WHAT THE TASK REQUIRES — What is needed is an exact repeat of the lines from the line containing "assert_eq!(Command::from_u32(1000), None);" through the final line of the entries below, and nothing else.

# # # #

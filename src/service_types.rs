// Copyright (c) 2021 Marco Boneberger
// Licensed under the EUPL-1.2-or-later

//! Messages exchanged between [`Client`](`crate::Client`) and [`Server`](`crate::Server`).
//!
//! Every message is a [`CommandHeader`](`CommandHeader`) followed by `size` bytes of bincode
//! payload. Replies echo the header of the request and carry a [`Reply`](`Reply`).
use num_derive::{FromPrimitive, ToPrimitive};
use num_traits::ToPrimitive;
use serde::{Deserialize, Serialize};

use crate::exception::{ManipulationException, ManipulationResult};
use crate::utils::Transform;

pub static DEFAULT_PORT: u16 = 13331;
pub static DEFAULT_CONTEXT: &str = "corbaserver";
/// Name under which the manipulation objects are registered in a context.
pub static PLUGIN: &str = "manipulation";
/// Object id of the naming context.
pub static NAMING_CONTEXT_ID: u32 = 0;
/// Size of a serialized [`CommandHeader`](`CommandHeader`).
pub const COMMAND_HEADER_SIZE: usize = 16;
/// Largest payload a peer may announce in a header.
pub const MAX_PAYLOAD_SIZE: usize = 64 * 1024 * 1024;

pub static ROBOT_INTERFACE: &str = "IDL:hpp/corbaserver/manipulation/Robot:1.0";
pub static PROBLEM_INTERFACE: &str = "IDL:hpp/corbaserver/manipulation/Problem:1.0";
pub static GRAPH_INTERFACE: &str = "IDL:hpp/corbaserver/manipulation/Graph:1.0";

#[derive(FromPrimitive, ToPrimitive, Debug, Copy, Clone, PartialEq, Eq)]
#[repr(u32)]
pub enum Command {
    Resolve,
    InsertRobotModel,
    InsertRobotModelOnFrame,
    InsertRobotModelFromString,
    InsertRobotModelOnFrameFromString,
    InsertRobotSrdfModel,
    InsertRobotSrdfModelFromString,
    InsertHumanoidModel,
    InsertHumanoidModelFromString,
    LoadEnvironmentModel,
    LoadEnvironmentModelFromString,
    GetRootJointPosition,
    SetRootJointPosition,
    AddHandle,
    AddGripper,
    GetGripperPositionInJoint,
    GetHandlePositionInJoint,
    SetHandlePositionInJoint,
    SelectProblem,
    ResetProblem,
    GetAvailable,
    CreateGraph,
}

impl Command {
    /// Interface of the objects which accept this command, `None` for the naming context.
    pub fn interface(&self) -> Option<&'static str> {
        match self {
            Command::Resolve => None,
            Command::SelectProblem | Command::ResetProblem | Command::GetAvailable => {
                Some(PROBLEM_INTERFACE)
            }
            Command::CreateGraph => Some(GRAPH_INTERFACE),
            _ => Some(ROBOT_INTERFACE),
        }
    }
}

#[derive(Serialize, Deserialize, Debug, Copy, Clone, PartialEq, Eq)]
pub struct CommandHeader {
    pub command: u32,
    pub command_id: u32,
    pub object_id: u32,
    pub size: u32,
}

impl CommandHeader {
    pub fn new(command: Command, command_id: u32, object_id: u32, size: u32) -> CommandHeader {
        CommandHeader {
            command: command.to_u32().unwrap_or(u32::MAX),
            command_id,
            object_id,
            size,
        }
    }
}

/// Outcome of a remote operation.
#[derive(Serialize, Deserialize, Debug, Clone, PartialEq)]
pub enum Reply<T> {
    Success(T),
    Error { message: String },
}

impl<T> Reply<T> {
    /// Turns a reply into a result, an error reply becomes a
    /// [`ServerError`](`crate::exception::ManipulationException::ServerError`).
    pub fn into_result(self) -> ManipulationResult<T> {
        match self {
            Reply::Success(value) => Ok(value),
            Reply::Error { message } => Err(ManipulationException::ServerError { message }),
        }
    }
}

/// Reference to a remote object.
#[derive(Serialize, Deserialize, Debug, Clone, PartialEq, Eq)]
pub struct ObjectRef {
    pub id: u32,
    /// repository id of the interface the object implements
    pub interface: String,
}

#[derive(Serialize, Deserialize, Debug, Clone, PartialEq)]
pub struct ResolveRequest {
    /// `[context, plugin, role]`
    pub path: Vec<String>,
}

/// Used for robot and humanoid models, from paths or from strings.
#[derive(Serialize, Deserialize, Debug, Clone, PartialEq)]
pub struct InsertRobotModelRequest {
    pub robot_name: String,
    pub root_joint_type: String,
    pub urdf: String,
    pub srdf: String,
}

#[derive(Serialize, Deserialize, Debug, Clone, PartialEq)]
pub struct InsertRobotModelOnFrameRequest {
    pub robot_name: String,
    pub frame_name: String,
    pub root_joint_type: String,
    pub urdf: String,
    pub srdf: String,
}

#[derive(Serialize, Deserialize, Debug, Clone, PartialEq)]
pub struct InsertRobotSrdfModelRequest {
    pub robot_name: String,
    pub srdf: String,
}

#[derive(Serialize, Deserialize, Debug, Clone, PartialEq)]
pub struct LoadEnvironmentModelRequest {
    pub urdf: String,
    pub srdf: String,
    pub prefix: String,
}

#[derive(Serialize, Deserialize, Debug, Clone, PartialEq)]
pub struct SetRootJointPositionRequest {
    pub robot_name: String,
    pub position: Transform,
}

#[derive(Serialize, Deserialize, Debug, Clone, PartialEq)]
pub struct AddHandleRequest {
    pub link_name: String,
    pub handle_name: String,
    pub local_position: Transform,
    pub clearance: f64,
    pub mask: Vec<bool>,
}

#[derive(Serialize, Deserialize, Debug, Clone, PartialEq)]
pub struct AddGripperRequest {
    pub link_name: String,
    pub gripper_name: String,
    pub position: Transform,
    pub clearance: f64,
}

#[derive(Serialize, Deserialize, Debug, Clone, PartialEq)]
pub struct SetHandlePositionInJointRequest {
    pub handle_name: String,
    pub position: Transform,
}

/// Reply of the position in joint queries.
#[derive(Serialize, Deserialize, Debug, Clone, PartialEq)]
pub struct PositionInJoint {
    pub joint_name: String,
    pub position: Transform,
}

#[cfg(test)]
mod tests {
    use crate::exception::ManipulationException;
    use crate::service_types::{Command, CommandHeader, Reply, COMMAND_HEADER_SIZE};
    use num_traits::FromPrimitive;

    #[test]
    fn header_has_fixed_size() {
        let header = CommandHeader::new(Command::AddHandle, 3, 1, 42);
        let bytes = bincode::serialize(&header).unwrap();
        assert_eq!(bytes.len(), COMMAND_HEADER_SIZE);
        assert_eq!(&bytes[0..4], &13_u32.to_le_bytes());
        assert_eq!(Command::from_u32(header.command), Some(Command::AddHandle));
        assert_eq!(Command::from_u32(1000), None);
    }

    #[test]
    fn error_reply_does_not_depend_on_payload_type() {
        let error: Reply<()> = Reply::Error {
            message: "No robot loaded.".to_string(),
        };
        let bytes = bincode::serialize(&error).unwrap();
        let decoded: Reply<Vec<String>> = bincode::deserialize(&bytes).unwrap();
        assert_eq!(
            decoded.into_result().unwrap_err(),
            ManipulationException::ServerError {
                message: "No robot loaded.".to_string()
            }
        );
    }
}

# # # #

ANSWER —
        assert_eq!(Command::from_u32(1000), None);
    }

    #[test]
    fn error_reply_does_not_depend_on_payload_type() {
        let error: Reply<()> = Reply::Error {
            message: "No robot loaded.".to_string(),
        };
        let bytes = bincode::serialize(&error).unwrap();
        let decoded: Reply<Vec<String>> = bincode::deserialize(&bytes).unwrap();
        assert_eq!(
            decoded.into_result().unwrap_err(),
            ManipulationException::ServerError {
                message: "No robot loaded.".to_string()
            }
        );
    }
}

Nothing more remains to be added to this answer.